* _Exercise objective_
Below are some records; reproduce them exactly.

* _Source records_
//! HLS/DASH manifest generation from finished encodings.
//!
//! This crate provides:
//! - Muxing classification by output-path role (`/audio` vs `/video`)
//! - Output-root and relative-path derivation
//! - HLS and DASH builders behind a common [`ManifestBuilder`] contract
//! - The [`ManifestGenerator`] orchestrating list → classify → build → await

pub mod builder;
pub mod classify;
pub mod dash;
pub mod error;
pub mod generator;
pub mod hls;

pub use builder::{DashScaffold, ManifestBuilder, ManifestLayout, ManifestScaffold};
pub use classify::{classify_muxings, derive_output_root, join_media_file, relative_path, ClassifiedMuxings};
pub use dash::DashManifestBuilder;
pub use error::{ManifestError, ManifestResult};
pub use generator::{GeneratedManifests, ManifestConfig, ManifestGenerator};
pub use hls::HlsManifestBuilder;
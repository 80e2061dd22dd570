//! Client error types.

use std::time::Duration;

use thiserror::Error;

pub type ClientResult<T> = Result<T, ClientError>;

#[derive(Debug, Error)]
pub enum ClientError {
    #[error("Encoding service unavailable: {0}")]
    ServiceUnavailable(String),

    #[error("API request failed with status {status}: {detail}")]
    Api { status: u16, detail: String },

    #[error("Invalid response from encoding service: {0}")]
    InvalidResponse(String),

    #[error("Missing required setting: {0}")]
    MissingConfig(&'static str),

    #[error("Invalid configuration: {0}")]
    InvalidConfig(String),

    #[error("Polling deadline of {0:?} exceeded")]
    DeadlineExceeded(Duration),

    #[error("Operation cancelled")]
    Cancelled,

    #[error("Network error: {0}")]
    Network(#[from] reqwest::Error),

    #[error("JSON error: {0}")]
    Json(#[from] serde_json::Error),
}

impl ClientError {
    /// Transient failures worth retrying. Definitive API rejections
    /// (4xx) and terminal polling outcomes are not.
    pub fn is_retryable(&self) -> bool {
        match self {
            ClientError::ServiceUnavailable(_) | ClientError::Network(_) => true,
            ClientError::Api { status, .. } => *status >= 500,
            _ => false,
        }
    }
}

#[cfg(test)]
mod tests {
    use super::*;

    #[test]
    fn test_server_errors_are_retryable() {
        assert!(ClientError::Api { status: 503, detail: "overloaded".into() }.is_retryable());
        assert!(!ClientError::Api { status: 404, detail: "no such encoding".into() }.is_retryable());
    }

    #[test]
    fn test_terminal_polling_errors_are_not_retryable() {
        assert!(!ClientError::Cancelled.is_retryable());
        assert!(!ClientError::DeadlineExceeded(Duration::from_secs(60)).is_retryable());
    }
}
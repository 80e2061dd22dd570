//! Rendition ladder submission and encoding job supervision.
//!
//! This crate provides:
//! - The encode pipeline: ladder submission, muxing layout, webhook
//!   registration, job start and completion supervision
//! - Remote storage path construction
//! - The JSON ledger of submitted encodings

pub mod config;
pub mod error;
pub mod ledger;
pub mod paths;
pub mod pipeline;

pub use config::{EncoderConfig, GcsBucketSettings};
pub use error::{EncoderError, EncoderResult};
pub use ledger::Ledger;
pub use pipeline::{EncodePipeline, Submission};
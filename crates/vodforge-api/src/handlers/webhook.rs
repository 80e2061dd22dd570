//! Encoding-finished webhook target.
//!
//! The encoding service calls this endpoint once an encoding reaches
//! FINISHED. The handler validates the event, then drives HLS and DASH
//! manifest generation for the named encoding.

use axum::body::Bytes;
use axum::extract::State;
use axum::http::HeaderMap;
use axum::Json;
use serde::{Deserialize, Serialize};
use tokio_util::sync::CancellationToken;
use tracing::info;

use vodforge_manifest::GeneratedManifests;

use crate::error::{ApiError, ApiResult};
use crate::metrics::{record_manifests_generated, record_webhook_received};
use crate::signature::{verify_signature, SIGNATURE_HEADER};
use crate::state::AppState;

/// Event type announcing a successfully finished encoding.
pub const EVENT_ENCODING_FINISHED: &str = "ENCODING_FINISHED";

/// Inbound webhook payload.
#[derive(Debug, Deserialize)]
#[serde(rename_all = "camelCase")]
pub struct EncodingFinishedEvent {
    #[serde(default)]
    pub event_type: Option<String>,
    #[serde(default)]
    pub encoding: Option<EncodingRef>,
}

#[derive(Debug, Deserialize)]
#[serde(rename_all = "camelCase")]
pub struct EncodingRef {
    #[serde(default)]
    pub id: Option<String>,
}

impl EncodingFinishedEvent {
    /// The encoding id, when the event is a well-formed
    /// ENCODING_FINISHED notification. Anything else yields `None` and
    /// must be rejected by the caller.
    pub fn finished_encoding_id(&self) -> Option<&str> {
        match self.event_type.as_deref() {
            Some(EVENT_ENCODING_FINISHED) => self
                .encoding
                .as_ref()
                .and_then(|e| e.id.as_deref())
                .filter(|id| !id.is_empty()),
            _ => None,
        }
    }
}

/// Webhook response carrying the generated manifest ids.
#[derive(Debug, Serialize)]
pub struct WebhookResponse {
    pub encoding_id: String,
    pub manifests: GeneratedManifests,
}

/// Handle an encoding-finished webhook.
pub async fn encoding_finished(
    State(state): State<AppState>,
    headers: HeaderMap,
    body: Bytes,
) -> ApiResult<Json<WebhookResponse>> {
    if let Some(secret) = &state.config.webhook_secret {
        let provided = headers
            .get(SIGNATURE_HEADER)
            .and_then(|v| v.to_str().ok())
            .ok_or_else(|| ApiError::unauthorized("missing webhook signature"))?;
        if !verify_signature(secret, &body, provided) {
            return Err(ApiError::unauthorized("invalid webhook signature"));
        }
    }

    let event: EncodingFinishedEvent = serde_json::from_slice(&body)
        .map_err(|e| ApiError::validation(format!("malformed webhook payload: {e}")))?;

    let encoding_id = event
        .finished_encoding_id()
        .ok_or_else(|| ApiError::validation("missing encoding id or unexpected event type"))?
        .to_string();

    record_webhook_received();
    info!(encoding_id = %encoding_id, "encoding finished, generating manifests");

    let cancel = CancellationToken::new();
    let manifests = state.generator.generate_all(&encoding_id, &cancel).await?;
    record_manifests_generated();

    Ok(Json(WebhookResponse { encoding_id, manifests }))
}

#[cfg(test)]
mod tests {
    use super::*;

    fn parse(json: &str) -> EncodingFinishedEvent {
        serde_json::from_str(json).unwrap()
    }

    #[test]
    fn test_well_formed_event_yields_id() {
        let event = parse(r#"{"eventType":"ENCODING_FINISHED","encoding":{"id":"enc-1"}}"#);
        assert_eq!(event.finished_encoding_id(), Some("enc-1"));
    }

    #[test]
    fn test_wrong_event_type_yields_none() {
        let event = parse(r#"{"eventType":"ENCODING_ERROR","encoding":{"id":"enc-1"}}"#);
        assert_eq!(event.finished_encoding_id(), None);
    }

    #[test]
    fn test_missing_event_type_yields_none() {
        let event = parse(r#"{"encoding":{"id":"enc-1"}}"#);
        assert_eq!(event.finished_encoding_id(), None);
    }

    #[test]
    fn test_missing_or_empty_id_yields_none() {
        let event = parse(r#"{"eventType":"ENCODING_FINISHED"}"#);
        assert_eq!(event.finished_encoding_id(), None);

        let event = parse(r#"{"eventType":"ENCODING_FINISHED","encoding":{}}"#);
        assert_eq!(event.finished_encoding_id(), None);

        let event = parse(r#"{"eventType":"ENCODING_FINISHED","encoding":{"id":""}}"#);
        assert_eq!(event.finished_encoding_id(), None);
    }
}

* _Output for this exercise_
//! HLS/DASH manifest generation from finished encodings.
//!
//! This crate provides:
//! - Muxing classification by output-path role (`/audio` vs `/video`)
//! - Output-root and relative-path derivation
//! - HLS and DASH builders behind a common [`ManifestBuilder`] contract
//! - The [`ManifestGenerator`] orchestrating list → classify → build → await

pub mod builder;
pub mod classify;
pub mod dash;
pub mod error;
pub mod generator;
pub mod hls;

pub use builder::{DashScaffold, ManifestBuilder, ManifestLayout, ManifestScaffold};
pub use classify::{classify_muxings, derive_output_root, join_media_file, relative_path, ClassifiedMuxings};
pub use dash::DashManifestBuilder;
pub use error::{ManifestError, ManifestResult};
pub use generator::{GeneratedManifests, ManifestConfig, ManifestGenerator};
pub use hls::HlsManifestBuilder;
repository 80e2061dd22dd570
//! Client error types.

use std::time::Duration;

use thiserror::Error;

pub type ClientResult<T> = Result<T, ClientError>;

#[derive(Debug, Error)]
pub enum ClientError {
    #[error("Encoding service unavailable: {0}")]
    ServiceUnavailable(String),

    #[error("API request failed with status {status}: {detail}")]
    Api { status: u16, detail: String },

    #[error("Invalid response from encoding service: {0}")]
    InvalidResponse(String),

    #[error("Missing required setting: {0}")]
    MissingConfig(&'static str),

    #[error("Invalid configuration: {0}")]
    InvalidConfig(String),

    #[error("Polling deadline of {0:?} exceeded")]
    DeadlineExceeded(Duration),

    #[error("Operation cancelled")]
    Cancelled,

    #[error("Network error: {0}")]
    Network(#[from] reqwest::Error),

    #[error("JSON error: {0}")]
    Json(#[from] serde_json::Error),
}

impl ClientError {
    /// Transient failures worth retrying. Definitive API rejections
    /// (4xx) and terminal polling outcomes are not.
    pub fn is_retryable(&self) -> bool {
        match self {
            ClientError::ServiceUnavailable(_) | ClientError::Network(_) => true,
            ClientError::Api { status, .. } => *status >= 500,
            _ => false,
        }
    }
}

#[cfg(test)]
mod tests {
    use super::*;

    #[test]
    fn test_server_errors_are_retryable() {
        assert!(ClientError::Api { status: 503, detail: "overloaded".into() }.is_retryable());
        assert!(!ClientError::Api { status: 404, detail: "no such encoding".into() }.is_retryable());
    }

    #[test]
    fn test_terminal_polling_errors_are_not_retryable() {
        assert!(!ClientError::Cancelled.is_retryable());
        assert!(!ClientError::DeadlineExceeded(Duration::from_secs(60)).is_retryable());
    }
}
repository 80e2061dd22dd570
//! Rendition ladder submission and encoding job supervision.
//!
//! This crate provides:
//! - The encode pipeline: ladder submission, muxing layout, webhook
//!   registration, job start and completion supervision
//! - Remote storage path construction
//! - The JSON ledger of submitted encodings

pub mod config;
pub mod error;
pub mod ledger;
pub mod paths;
pub mod pipeline;

pub use config::{EncoderConfig, GcsBucketSettings};
pub use error::{EncoderError, EncoderResult};
pub use ledger::Ledger;
pub use pipeline::{EncodePipeline, Submission};
filename crates/vodforge-api/src/handlers/webhook.rs
repository 80e2061dd22dd570
//! Encoding-finished webhook target.
//!
//! The encoding service calls this endpoint once an encoding reaches
//! FINISHED. The handler validates the event, then drives HLS and DASH
//! manifest generation for the named encoding.

use axum::body::Bytes;
use axum::extract::State;
use axum::http::HeaderMap;
use axum::Json;
use serde::{Deserialize, Serialize};
use tokio_util::sync::CancellationToken;
use tracing::info;

use vodforge_manifest::GeneratedManifests;

use crate::error::{ApiError, ApiResult};
use crate::metrics::{record_manifests_generated, record_webhook_received};
use crate::signature::{verify_signature, SIGNATURE_HEADER};
use crate::state::AppState;

/// Event type announcing a successfully finished encoding.
pub const EVENT_ENCODING_FINISHED: &str = "ENCODING_FINISHED";

/// Inbound webhook payload.
#[derive(Debug, Deserialize)]
#[serde(rename_all = "camelCase")]
pub struct EncodingFinishedEvent {
    #[serde(default)]
    pub event_type: Option<String>,
    #[serde(default)]
    pub encoding: Option<EncodingRef>,
}

#[derive(Debug, Deserialize)]
#[serde(rename_all = "camelCase")]
pub struct EncodingRef {
    #[serde(default)]
    pub id: Option<String>,
}

impl EncodingFinishedEvent {
    /// The encoding id, when the event is a well-formed
    /// ENCODING_FINISHED notification. Anything else yields `None` and
    /// must be rejected by the caller.
    pub fn finished_encoding_id(&self) -> Option<&str> {
        match self.event_type.as_deref() {
            Some(EVENT_ENCODING_FINISHED) => self
                .encoding
                .as_ref()
                .and_then(|e| e.id.as_deref())
                .filter(|id| !id.is_empty()),
            _ => None,
        }
    }
}

/// Webhook response carrying the generated manifest ids.
#[derive(Debug, Serialize)]
pub struct WebhookResponse {
    pub encoding_id: String,
    pub manifests: GeneratedManifests,
}

/// Handle an encoding-finished webhook.
pub async fn encoding_finished(
    State(state): State<AppState>,
    headers: HeaderMap,
    body: Bytes,
) -> ApiResult<Json<WebhookResponse>> {
    if let Some(secret) = &state.config.webhook_secret {
        let provided = headers
            .get(SIGNATURE_HEADER)
            .and_then(|v| v.to_str().ok())
            .ok_or_else(|| ApiError::unauthorized("missing webhook signature"))?;
        if !verify_signature(secret, &body, provided) {
            return Err(ApiError::unauthorized("invalid webhook signature"));
        }
    }

    let event: EncodingFinishedEvent = serde_json::from_slice(&body)
        .map_err(|e| ApiError::validation(format!("malformed webhook payload: {e}")))?;

    let encoding_id = event
        .finished_encoding_id()
        .ok_or_else(|| ApiError::validation("missing encoding id or unexpected event type"))?
        .to_string();

    record_webhook_received();
    info!(encoding_id = %encoding_id, "encoding finished, generating manifests");

    let cancel = CancellationToken::new();
    let manifests = state.generator.generate_all(&encoding_id, &cancel).await?;
    record_manifests_generated();

    Ok(Json(WebhookResponse { encoding_id, manifests }))
}

#[cfg(test)]
mod tests {
    use super::*;

    fn parse(json: &str) -> EncodingFinishedEvent {
        serde_json::from_str(json).unwrap()
    }

    #[test]
    fn test_well_formed_event_yields_id() {
        let event = parse(r#"{"eventType":"ENCODING_FINISHED","encoding":{"id":"enc-1"}}"#);
        assert_eq!(event.finished_encoding_id(), Some("enc-1"));
    }

    #[test]
    fn test_wrong_event_type_yields_none() {
        let event = parse(r#"{"eventType":"ENCODING_ERROR","encoding":{"id":"enc-1"}}"#);
        assert_eq!(event.finished_encoding_id(), None);
    }

    #[test]
    fn test_missing_event_type_yields_none() {
        let event = parse(r#"{"encoding":{"id":"enc-1"}}"#);
        assert_eq!(event.finished_encoding_id(), None);
    }

    #[test]
    fn test_missing_or_empty_id_yields_none() {
        let event = parse(r#"{"eventType":"ENCODING_FINISHED"}"#);
        assert_eq!(event.finished_encoding_id(), None);

        let event = parse(r#"{"eventType":"ENCODING_FINISHED","encoding":{}}"#);
        assert_eq!(event.finished_encoding_id(), None);

        let event = parse(r#"{"eventType":"ENCODING_FINISHED","encoding":{"id":""}}"#);
        assert_eq!(event.finished_encoding_id(), None);
    }
}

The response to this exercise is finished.